Lines and circles are perhaps the most basic geometric objects. Most of classical Euclidean geometry concerns things built from lines and circles. Triangles, for example, are nothing but the union of three intersecting lines. [Though we usually erase the pieces of the lines extending to infinity, it does no harm to keep them. Any statement about these extended triangles is equivalent to one about the normal, bounded ones, since the set of vertices is the same.] In fact, the Greeks loved lines and circles so much they often considered questions of constructibility, that is, what can be done geometrically using only an unmarked straightedge and a compass. In other words, what geometry is generated by only considering objects which are somehow built from just lines and circles. These questions weren't answered until the nineteenth century, when the mathematics of fields was able to exactly characterize what is possible using these tools.

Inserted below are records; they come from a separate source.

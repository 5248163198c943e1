//! Behavior lookup.

use thiserror::Error;

use crate::config::{EdgeConfig, OriginConfig};
use crate::routing::matcher::PathPattern;

#[derive(Debug, Error, PartialEq, Eq)]
pub enum RoutingError {
    #[error("behavior `{pattern}` references unknown origin `{origin}`")]
    UnknownOrigin { pattern: String, origin: String },
}

/// Where a behavior forwards to.
#[derive(Debug, Clone, PartialEq, Eq)]
pub struct Origin {
    pub name: String,
    pub address: String,
    pub host_header: Option<String>,
}

impl Origin {
    /// Host header sent upstream.
    pub fn host(&self) -> &str {
        self.host_header.as_deref().unwrap_or(&self.address)
    }
}

impl From<&OriginConfig> for Origin {
    fn from(config: &OriginConfig) -> Self {
        Self {
            name: config.name.clone(),
            address: config.address.clone(),
            host_header: config.host_header.clone(),
        }
    }
}

/// An origin plus the edge triggers attached to it.
#[derive(Debug, Clone, PartialEq, Eq)]
pub struct Behavior {
    /// Path pattern, or `default`. Used as a metrics label.
    pub name: String,
    pub origin: Origin,
    pub origin_request: bool,
    pub origin_response: bool,
}

/// Ordered behaviors with a catch-all default.
#[derive(Debug, Clone)]
pub struct BehaviorTable {
    behaviors: Vec<(PathPattern, Behavior)>,
    default: Behavior,
}

impl BehaviorTable {
    pub fn from_config(config: &EdgeConfig) -> Result<Self, RoutingError> {
        let origin = |pattern: &str, name: &str| {
            config
                .origins
                .iter()
                .find(|o| o.name == name)
                .map(Origin::from)
                .ok_or_else(|| RoutingError::UnknownOrigin {
                    pattern: pattern.to_string(),
                    origin: name.to_string(),
                })
        };

        let default = Behavior {
            name: "default".to_string(),
            origin: origin("default", &config.default_behavior.origin)?,
            origin_request: config.default_behavior.origin_request,
            origin_response: config.default_behavior.origin_response,
        };

        let behaviors = config
            .behaviors
            .iter()
            .map(|b| -> Result<_, RoutingError> {
                Ok((
                    PathPattern::new(b.path_pattern.clone()),
                    Behavior {
                        name: b.path_pattern.clone(),
                        origin: origin(&b.path_pattern, &b.origin)?,
                        origin_request: b.origin_request,
                        origin_response: b.origin_response,
                    },
                ))
            })
            .collect::<Result<Vec<_>, _>>()?;

        Ok(Self { behaviors, default })
    }

    /// First behavior whose pattern matches, else the default.
    pub fn match_path(&self, path: &str) -> &Behavior {
        self.behaviors
            .iter()
            .find(|(pattern, _)| pattern.matches(path))
            .map(|(_, behavior)| behavior)
            .unwrap_or(&self.default)
    }
}
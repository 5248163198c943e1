//! Origin-request redirector for short match URLs.
//!
//! # Data Flow
//! ```text
//! CfRequest.uri
//!     → MATCH_URL_PATTERN (/m/<match>/<contest>/<group>/...)
//!     → DeepLinkIds
//!     → DeepLinkTemplate::render
//!     → 301 CfResponse (location)
//!
//! No match → original CfRequest, unchanged
//! ```

pub mod template;

pub use template::{DeepLinkIds, DeepLinkTemplate};

use regex::Regex;

use crate::config::RedirectConfig;
use crate::edge::{CfRecord, CfRequest, CfResponse, EdgeHeaders, EdgeResult, HeaderEntry};
use crate::error::EdgeError;
use crate::observability::metrics;

/// Short vanity path: `/m/<matchId>/<contestId>/<groupId>/<slug>`.
///
/// Ids are ASCII digits only; `\d` would also accept other Unicode digits.
pub const MATCH_URL_PATTERN: &str = r"(?i)^/m/([0-9]+)/([0-9]+)/([0-9]+)/.*";

pub const REDIRECT_STATUS: &str = "301";
pub const REDIRECT_DESCRIPTION: &str = "Found";

/// Outcome of the origin-request trigger.
#[derive(Debug, Clone, PartialEq)]
pub enum Redirect {
    /// No match: the CDN continues to the origin with this request.
    PassThrough(CfRequest),
    Moved(CfResponse),
}

impl Redirect {
    pub fn into_result(self) -> EdgeResult {
        match self {
            Redirect::PassThrough(request) => EdgeResult::Request(request),
            Redirect::Moved(response) => EdgeResult::Response(response),
        }
    }
}

/// Stateless request redirector. Cheap to share behind an `Arc`.
#[derive(Debug, Clone)]
pub struct RequestRedirector {
    pattern: Regex,
    template: DeepLinkTemplate,
}

impl RequestRedirector {
    pub fn new(template: DeepLinkTemplate) -> Result<Self, EdgeError> {
        Ok(Self {
            pattern: Regex::new(MATCH_URL_PATTERN)?,
            template,
        })
    }

    pub fn from_config(config: &RedirectConfig) -> Result<Self, EdgeError> {
        Self::new(DeepLinkTemplate::from_config(config))
    }

    /// Extract the three numeric segments, or `None` when the URI is not a
    /// short match URL.
    pub fn match_uri(&self, uri: &str) -> Option<DeepLinkIds> {
        let captures = self.pattern.captures(uri)?;
        Some(DeepLinkIds {
            match_id: captures.get(1)?.as_str().to_owned(),
            contest_id: captures.get(2)?.as_str().to_owned(),
            group_id: captures.get(3)?.as_str().to_owned(),
        })
    }

    pub fn redirect(&self, request: CfRequest) -> Redirect {
        let Some(ids) = self.match_uri(&request.uri) else {
            tracing::debug!(uri = %request.uri, "No redirect pattern match");
            metrics::record_redirect(false);
            return Redirect::PassThrough(request);
        };

        let location = self.template.render(&ids);
        tracing::info!(
            uri = %request.uri,
            match_id = %ids.match_id,
            contest_id = %ids.contest_id,
            group_id = %ids.group_id,
            location = %location,
            "Redirecting short match URL"
        );
        metrics::record_redirect(true);

        let mut headers = EdgeHeaders::new();
        headers.insert(
            "location".to_string(),
            vec![HeaderEntry::with_key("Location", location)],
        );
        Redirect::Moved(
            CfResponse::new(REDIRECT_STATUS, headers).with_description(REDIRECT_DESCRIPTION),
        )
    }

    /// Record-level entry point for the origin-request trigger.
    pub fn handle(&self, record: CfRecord) -> Redirect {
        self.redirect(record.request)
    }
}

impl Default for RequestRedirector {
    fn default() -> Self {
        Self {
            pattern: Regex::new(MATCH_URL_PATTERN).expect("static redirect pattern"),
            template: DeepLinkTemplate::default(),
        }
    }
}
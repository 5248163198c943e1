//! Metrics collection and exposition.
//!
//! # Metrics
//! - `edge_rewrites_total` (counter): origin-response outcomes by `outcome`
//! - `edge_redirects_total` (counter): origin-request outcomes by `outcome`
//! - `edge_index_fetch_duration_seconds` (histogram): index fetch latency by `result`
//! - `edge_requests_total` (counter): emulator requests by behavior, status
//! - `edge_request_duration_seconds` (histogram): emulator latency by behavior

use std::net::SocketAddr;
use std::time::Instant;

use metrics::{counter, histogram};
use metrics_exporter_prometheus::PrometheusBuilder;

/// Install the Prometheus recorder and its HTTP listener.
///
/// Must run inside a Tokio runtime.
pub fn init_metrics(addr: SocketAddr) {
    match PrometheusBuilder::new().with_http_listener(addr).install() {
        Ok(()) => tracing::info!(address = %addr, "Metrics exporter listening"),
        Err(e) => tracing::error!(address = %addr, error = %e, "Failed to install metrics exporter"),
    }
}

pub fn record_rewrite(outcome: &'static str) {
    counter!("edge_rewrites_total", "outcome" => outcome).increment(1);
}

pub fn record_redirect(redirected: bool) {
    let outcome = if redirected { "redirected" } else { "pass_through" };
    counter!("edge_redirects_total", "outcome" => outcome).increment(1);
}

pub fn record_index_fetch(started: Instant, ok: bool) {
    let result = if ok { "ok" } else { "error" };
    histogram!("edge_index_fetch_duration_seconds", "result" => result)
        .record(started.elapsed().as_secs_f64());
}

pub fn record_request(behavior: &str, status: u16, started: Instant) {
    counter!(
        "edge_requests_total",
        "behavior" => behavior.to_string(),
        "status" => status.to_string()
    )
    .increment(1);
    histogram!("edge_request_duration_seconds", "behavior" => behavior.to_string())
        .record(started.elapsed().as_secs_f64());
}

It is sometimes said that a straight line is a circle with infinite radius. This statement can be formally understood in several ways, but the notion of curvature is helpful in this department. Curvature of arbitrary curves is defined and calculated using the tools of differential calculus. For lines and circles, though, we can appeal to intuition. Imagine driving a car around a circular track, going at constant speed. If the circle is very large, you barely need to turn the steering wheel. That's because the rate at which the angle your car is pointed doesn't have to be large to keep you on the road. Now if the circle is very small, the curve feels tighter, and you must turn the wheel more to stay on the road. This suggests that the curvature should be inversely related to the radius of the circle. In fact, that is exactly the definition. For an arbitrary curve, we would use calculus methods to approximate the curve with a circle, and the curvature of the point would be the curvature of the circle. Now if you drive on a straight road, you need not turn the steering wheel. Our intuition says the curvature of a line should be zero. The "approximating circle" is obtained by taking circles that get bigger and bigger so that their curvature becomes smaller and smaller. So in that sense, a line is a "circle of infinite radius."
So far, though, I've only talked about lines and circles that live in a flat plane. In fact, lines and circles look very different when we change the space they live in. First let's use the following definition of a line: given two points, it is the curve of shortest length connecting the points. We generalize the notion of a line by calling any curve that satisfies that definition a geodesic. If you were an ant living on the surface, and your Aunt Antonia asked you what the quickest way to the neighboring ant hill, you'd tell her to walk along a geodesic. In the upper half-plane model of the hyperbolic plane, geodesics are actually circles which intersect the boundary of the plane in right angles. Taking each term in the proper context, we can really say that in a hyperbolic world, "the lines are circles."
[Note: I recently revived this blog and changed its title, threw up a few of my favorite columns from the last year, and added a review I wrote of a Rumpus Book Club selection. This post is just to explain the new title.]